The laws are unique in that they target social networks and internet service providers, rather than the original users uploading violent material, and set out individual liability for material shared on an entire platform.
Imprisonment for executives
Under the laws social networks, internet service providers and "content service providers" are required to ensure the "expeditious removal" of violent material, and notify the Australian Federal Police "within a reasonable time" after becoming aware of its existence. Abhorrent violent material is defined as audio or visual material that includes footage or audio of torture, terrorist acts, murder, rape and kidnapping.
The penalties include up to three years jail time for individuals and fines of up to 10 percent of a company's annual turnover.
The laws are designed to stop the kinds of widespread sharing of violent videos and images, similar to what occurred during the Christchurch mosque shooting. During that terrorist attack, the suspected shooter live-streamed a 17-minute video of the violence on Facebook, which was shared millions of times on social networks.
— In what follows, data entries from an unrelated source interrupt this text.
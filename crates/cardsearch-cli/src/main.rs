// Copyright 2026 Phillip Cloud
// Licensed under the Apache License, Version 2.0

mod config;
mod logging;
mod runtime;

use anyhow::{Context, Result, anyhow, bail};
use cardsearch_app::{Panel, SearchMode, SearchState, render_html, render_text, view_frame};
use cardsearch_testkit::{CardFaker, sample_catalog};
use config::Config;
use logging::{LogConfig, LogTarget};
use runtime::{CliRuntime, search_once};
use std::env;
use std::io::{self, Write};
use std::path::PathBuf;
use std::process::ExitCode;
use tracing::{debug, info};

const DEMO_SEED: u64 = 7345;
const DEMO_EXTRA_RECORDS: usize = 20;

fn main() -> ExitCode {
    match run() {
        Ok(code) => code,
        Err(error) => {
            eprintln!("{error:#}");
            ExitCode::FAILURE
        }
    }
}

fn run() -> Result<ExitCode> {
    let options = parse_cli_args(env::args().skip(1), Config::default_path()?)?;
    if options.show_help {
        print_help();
        return Ok(ExitCode::SUCCESS);
    }

    if options.print_config_path {
        println!("{}", options.config_path.display());
        return Ok(ExitCode::SUCCESS);
    }

    if options.print_example {
        print!("{}", Config::example_config(&options.config_path));
        return Ok(ExitCode::SUCCESS);
    }

    let config = Config::load(&options.config_path).with_context(|| {
        format!(
            "load config {}; run `cardsearch --print-example-config` to generate a v1 template",
            options.config_path.display()
        )
    })?;

    let interactive = options.once.is_none() && !options.check_only;
    let target = if interactive {
        match config.log_file() {
            Some(path) => LogTarget::File(path),
            None => LogTarget::File(logging::default_log_file()?),
        }
    } else {
        LogTarget::Stderr
    };
    logging::init_logging(&LogConfig::from_verbosity(
        options.verbosity,
        config.log_level()?,
        target,
    ))?;

    let mode = if options.simulate {
        SearchMode::Simulated
    } else if options.demo {
        SearchMode::Networked
    } else {
        config.search_mode()
    };
    let mut runtime = build_runtime(&config, &options, mode)?;
    info!(
        mode = mode.as_str(),
        demo = options.demo,
        config = %options.config_path.display(),
        "starting cardsearch"
    );

    if options.check_only {
        return Ok(ExitCode::SUCCESS);
    }

    if let Some(query) = &options.once {
        let state = search_once(&mut runtime, mode, query);
        return print_once(&mut io::stdout().lock(), &state, options.html);
    }

    let mut state = SearchState::new(mode);
    cardsearch_tui::run_app(&mut state, &mut runtime)?;
    Ok(ExitCode::SUCCESS)
}

fn build_runtime(config: &Config, options: &CliOptions, mode: SearchMode) -> Result<CliRuntime> {
    if options.demo {
        let mut records = sample_catalog();
        records.extend(CardFaker::new(DEMO_SEED).catalog(DEMO_EXTRA_RECORDS));
        debug!(records = records.len(), "serving demo catalog");
        return Ok(CliRuntime::Demo(records));
    }

    match mode {
        SearchMode::Simulated => Ok(CliRuntime::Simulated {
            delay: config.simulated_delay()?,
        }),
        SearchMode::Networked => {
            let client = cardsearch_api::Client::new(config.endpoint(), config.client_options()?)
                .with_context(|| {
                    format!(
                        "invalid [search] config in {}; fix endpoint/timeout values",
                        options.config_path.display()
                    )
                })?;
            debug!(endpoint = client.endpoint(), "searching remote catalog");
            Ok(CliRuntime::Network(client))
        }
    }
}

/// Writes the final frame. An Error panel still prints but fails the run.
fn print_once<W: Write>(out: &mut W, state: &SearchState, html: bool) -> Result<ExitCode> {
    if let Some(notice) = &state.notice {
        bail!("{notice}");
    }

    let frame = view_frame(&state.view);
    let rendered = if html {
        render_html(&frame)
    } else {
        render_text(&frame)
    };
    out.write_all(rendered.as_bytes())
        .and_then(|()| out.flush())
        .context("write search result")?;

    if frame.panel == Panel::Error {
        return Ok(ExitCode::FAILURE);
    }
    Ok(ExitCode::SUCCESS)
}

#[derive(Debug, Clone, PartialEq, Eq)]
struct CliOptions {
    config_path: PathBuf,
    print_config_path: bool,
    print_example: bool,
    check_only: bool,
    simulate: bool,
    demo: bool,
    once: Option<String>,
    html: bool,
    verbosity: u8,
    show_help: bool,
}

fn parse_cli_args<I, S>(args: I, default_config_path: PathBuf) -> Result<CliOptions>
where
    I: IntoIterator<Item = S>,
    S: AsRef<str>,
{
    let mut options = CliOptions {
        config_path: default_config_path,
        print_config_path: false,
        print_example: false,
        check_only: false,
        simulate: false,
        demo: false,
        once: None,
        html: false,
        verbosity: 0,
        show_help: false,
    };

    let mut iter = args.into_iter();
    while let Some(arg) = iter.next() {
        match arg.as_ref() {
            "--config" => {
                let value = iter
                    .next()
                    .ok_or_else(|| anyhow!("--config requires a file path"))?;
                options.config_path = PathBuf::from(value.as_ref());
            }
            "--print-config-path" => {
                options.print_config_path = true;
            }
            "--print-example-config" => {
                options.print_example = true;
            }
            "--check" => {
                options.check_only = true;
            }
            "--simulate" => {
                options.simulate = true;
            }
            "--demo" => {
                options.demo = true;
            }
            "--once" => {
                let value = iter
                    .next()
                    .ok_or_else(|| anyhow!("--once requires a search term"))?;
                options.once = Some(value.as_ref().to_owned());
            }
            "--html" => {
                options.html = true;
            }
            "-v" | "--verbose" => {
                options.verbosity = options.verbosity.saturating_add(1);
            }
            "-vv" => {
                options.verbosity = options.verbosity.saturating_add(2);
            }
            "--help" | "-h" => {
                options.show_help = true;
            }
            unknown => {
                bail!("unknown argument {unknown:?}; run with --help to see supported options");
            }
        }
    }

    if options.simulate && options.demo {
        bail!("--simulate and --demo cannot be combined; pick one executor");
    }
    if options.html && options.once.is_none() {
        bail!("--html only applies to --once output");
    }

    Ok(options)
}

fn print_help() {
    println!("cardsearch");
    println!("  --config <path>          Use a specific config path");
    println!("  --print-config-path      Print resolved config path");
    println!("  --print-example-config   Print a v1 config template");
    println!("  --check                  Validate config and executor setup");
    println!("  --simulate               Answer searches with canned content after a delay");
    println!("  --demo                   Search a built-in catalog instead of the API");
    println!("  --once <term>            Run one search and print the result");
    println!("  --html                   Print --once output as HTML");
    println!("  -v, -vv                  Raise log verbosity to debug or trace");
    println!("  --help                   Show this help");
}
Australian Attorney-General Christian Porter described the laws as "most likely a world first" in terms of legislating the conduct of social media networks.
"There was a near unanimous view among Australians that social media platforms had to take more responsibility for their content… and the law should prevent them from live streaming or playing acts of the most horrendous violence," he said.
The Attorney-General also called out specific platforms including 4Chan, Facebook and YouTube, saying specific individuals at social media companies could be targeted under the laws.
"If you look at an organisation like 4Chan, which is a hosting service, that was created, owned and operated by an individual," he said. "With respect to the larger platforms like Facebook, YouTube, there could be instances where an individual is so complicit with the reckless availability of violent material that they would be individually liable."
Law 'does nothing to address hate speech'
The laws have been slammed by companies including Facebook, Google and Twitter.
In a statement, the Digital Industry Group Inc (which includes the above companies as well as Amazon and Verizon Media) said the legislation was rushed and "does nothing to address hate speech."
"No one wants abhorrent content on their websites, and DIGI members work to take this down as quickly as possible," the statement read. "But with the vast volumes of content uploaded to the internet every second, this is a highly complex problem that requires discussion with the technology industry, legal experts, the media and civil society to get the solution right — that didn't happen this week."
Digital rights groups also condemned the swift passage of the legislation, which was introduced to the Senate late on Wednesday and passed through the House of Representatives without debate in a matter of hours.
In a statement, Digital Rights Watch said the laws were "poorly designed" and "hastily drafted," and could encourage online companies to "constantly surveil internet users."